Bindet man demgemäß die Ermessensentscheidung an die dargestellten "mildernden" oder "erschwerenden" Gründe, so ergibt sich für den Streitfall folgendes Bild:

Die Vertragsparteien hatten einen Rechtsanwalt mit der Urkundenerrichtung beauftragt und umfassend bevollmächtigt. Wie bereits die Abgabenbehörde I. Instanz zutreffend ausgeführt hat, muss einem Rechtsanwalt die Kenntnis der Gebührenvorschriften zugemutet werden können (vgl. Fellner Kommentar, Gebühren und Verkehrsteuern, Band I, Stempel- und Rechtsgebühren, Fellner Fachverlag, Enns 2005, RZ 18 zu § 9 GebG). Beachtet man weiters, dass die Gebührenschuld für das Rechtsgeschäft Bürgschaftserklärung gemäß § 16 Abs. 1 Z 2 lit. b GebG am 10.4.2002 entstand, was gemäß § 31 GebG eine Anzeigepflicht bis zum 15.6.2002 nach sich gezogen hätte, die aber tatsächlich nie erfolgte - wie ausgeführt wurden die gebührenbegründenden Tatbestände und Schriften erst aufgrund amtlicher Erhebungen im Jahr 2004 bekannt - so vermag der Einwand bisherigen Fehlens gebührenrechtlicher Unachtsamkeit der eklatanten Verletzung von Gebührenvorschriften keinen Abbruch zu tun.

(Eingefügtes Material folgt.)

//! Shared application router builder.
//!
//! Provides [`build_app_router`] so both the production binary (`main.rs`)
//! and integration tests (`tests/common/mod.rs`) use the exact same middleware
//! stack.

use std::time::Duration;

use axum::http::header::InvalidHeaderValue;
use axum::http::{HeaderName, HeaderValue, Method, StatusCode};
use axum::Router;
use tower_http::catch_panic::CatchPanicLayer;
use tower_http::cors::{Any, CorsLayer};
use tower_http::request_id::{MakeRequestUuid, PropagateRequestIdLayer, SetRequestIdLayer};
use tower_http::timeout::TimeoutLayer;
use tower_http::trace::{DefaultMakeSpan, DefaultOnResponse, TraceLayer};
use tracing::Level;

use crate::config::{CorsOrigins, ServerConfig};
use crate::handlers::not_found::not_found;
use crate::routes;
use crate::state::AppState;

/// Build the full application [`Router`] with all middleware layers.
///
/// The middleware stack is applied bottom-up:
///
/// 1. CORS
/// 2. Set request ID on incoming requests
/// 3. Structured request/response tracing
/// 4. Propagate request ID to response
/// 5. Request timeout
/// 6. Panic recovery (catch panics, return 500)
///
/// Fails if a configured CORS origin is not a valid header value.
pub fn build_app_router(
    state: AppState,
    config: &ServerConfig,
) -> Result<Router, InvalidHeaderValue> {
    let cors = build_cors_layer(config)?;
    let request_id_header = HeaderName::from_static("x-request-id");

    let router = Router::new()
        .merge(routes::health::router())
        .nest("/api", routes::classify::router())
        // Every unmatched path answers with the JSON 404 body.
        .fallback(not_found)
        // -- Middleware stack (applied bottom-up) --
        .layer(CatchPanicLayer::new())
        .layer(TimeoutLayer::with_status_code(
            StatusCode::REQUEST_TIMEOUT,
            Duration::from_secs(config.request_timeout_secs),
        ))
        .layer(PropagateRequestIdLayer::new(request_id_header.clone()))
        .layer(
            TraceLayer::new_for_http()
                .make_span_with(DefaultMakeSpan::new().level(Level::INFO))
                .on_response(DefaultOnResponse::new().level(Level::INFO)),
        )
        .layer(SetRequestIdLayer::new(request_id_header, MakeRequestUuid))
        .layer(cors)
        .with_state(state);

    Ok(router)
}

/// Build the CORS middleware layer from server configuration.
///
/// [`CorsOrigins::Any`] answers with `Access-Control-Allow-Origin: *`.
pub fn build_cors_layer(config: &ServerConfig) -> Result<CorsLayer, InvalidHeaderValue> {
    let layer = CorsLayer::new()
        .allow_methods([Method::GET, Method::OPTIONS])
        .allow_headers(Any)
        .max_age(Duration::from_secs(3600));

    match &config.cors_origins {
        CorsOrigins::Any => Ok(layer.allow_origin(Any)),
        CorsOrigins::List(origins) => {
            let origins = origins
                .iter()
                .map(|o| o.parse::<HeaderValue>())
                .collect::<Result<Vec<_>, _>>()?;
            Ok(layer.allow_origin(origins))
        }
    }
}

Eine Erhöhung im Ausmaß von 50% der verkürzten Gebühr erscheint dem unabhängigen Finanzsenat nach dem Ausgeführten weder als unbillig, noch als unangemessen. Nach dem Gesetzeswortlaut wäre - darauf wird nochmals hingewiesen - eine solche bis zur Höhe der gesetzmäßigen Gebühr möglich gewesen.

Es war daher wie im Spruch zu entscheiden.